In other words, he sees FIM as a method for fitting into and augmenting the existing IM manufacturing chain, not something to disrupt it. In this way, IM users can begin offering short-run contract manufacturing jobs.

In the foreground, a 316 stainless steel impeller. In the background, the 3D-printed mold from which it was made. (Image courtesy of AddiFab.)
In the foreground, a 316 stainless steel impeller. In the background, the 3D-printed mold from which it was made. (Image courtesy of AddiFab.)

AddiFab—which has offices both in the Copenhagen area of Denmark and in Palo Alto, California—has also just announced an investment from Mitsubishi Chemical Holdings Corporation’s (MCHC’s) U.S. venture arm Diamond Edge Ventures (DEV).

“Our investment in AddiFab reflects MCHC’s dedication to the 3D printing community,” said DEV President Patrick Suel, who has joined the AddiFab Board of Directors. “FIM gives customers the flexibility and speed of 3D printing with the consistency and reliability of injection molding. The industry can now rely on an existing and independent supply chain of existing and proven materials. We have already brought the tried and trusted materials from the DIAKON, KyronMAX, Ketron, Tefabloc and Trexprene into the additive world created by FIM and more will follow as a result of this collaboration.”
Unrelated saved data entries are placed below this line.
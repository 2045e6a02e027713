use prometheus::{
    Counter, CounterVec, Encoder, Histogram, HistogramOpts, Opts, Registry, TextEncoder,
};
use std::sync::Arc;

pub const STAGE_ENCODE: &str = "encode";
pub const STAGE_CONNECT: &str = "connect";
pub const STAGE_SEND: &str = "send";

pub struct Metrics {
    pub messages_sent_total: CounterVec,
    pub send_failures_total: CounterVec,
    pub connections_opened_total: Counter,
    pub send_duration_seconds: Histogram,
    pub registry: Registry,
}

impl Metrics {
    pub fn new() -> Result<Arc<Self>, prometheus::Error> {
        let registry = Registry::new();

        let messages_sent_total = CounterVec::new(
            Opts::new(
                "tools_publisher_messages_sent_total",
                "Total number of messages confirmed by the broker",
            ),
            &["topic"],
        )?;

        let send_failures_total = CounterVec::new(
            Opts::new(
                "tools_publisher_send_failures_total",
                "Total number of failed sends by stage",
            ),
            &["stage"],
        )?;

        let connections_opened_total = Counter::new(
            "tools_publisher_connections_opened_total",
            "Total number of transport connections opened",
        )?;

        let send_duration_seconds = Histogram::with_opts(
            HistogramOpts::new(
                "tools_publisher_send_duration_seconds",
                "Time from encode to broker confirmation",
            )
            .buckets(vec![0.001, 0.005, 0.01, 0.025, 0.05, 0.1, 0.25, 0.5, 1.0, 2.5, 5.0]),
        )?;

        registry.register(Box::new(messages_sent_total.clone()))?;
        registry.register(Box::new(send_failures_total.clone()))?;
        registry.register(Box::new(connections_opened_total.clone()))?;
        registry.register(Box::new(send_duration_seconds.clone()))?;

        Ok(Arc::new(Self {
            messages_sent_total,
            send_failures_total,
            connections_opened_total,
            send_duration_seconds,
            registry,
        }))
    }

    pub fn record_failure(&self, stage: &str) {
        self.send_failures_total.with_label_values(&[stage]).inc();
    }

    /// Prometheus text exposition of everything in the registry.
    pub fn render(&self) -> Result<String, prometheus::Error> {
        let encoder = TextEncoder::new();
        let mut buffer = vec![];
        encoder.encode(&self.registry.gather(), &mut buffer)?;

        String::from_utf8(buffer).map_err(|e| prometheus::Error::Msg(e.to_string()))
    }
}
FIM is currently available using AddiFab’s ADDLINE AFU5 3D and AFU5-SU1 3D printers, with a subscription to the firm’s resins. While both printers have the same build envelope of 96mm x 54mm x 150 mm, the AFU5-SU1 is automated, featuring up to 72 build planes, automatic build recovery and resin supply. The company claims that it can operate continuously, with errors corrected automatically and without operator intervention. According to the company, the AFU5-SU1 can produce 1,440 hearing aid shells or 10,000 dental crowns.

However, before one might commit to purchasing a machine, AddiFab also offers contract manufacturing services, as well. This has given AddiFab further insight into its own technology and process, allowing them to optimize it further during development.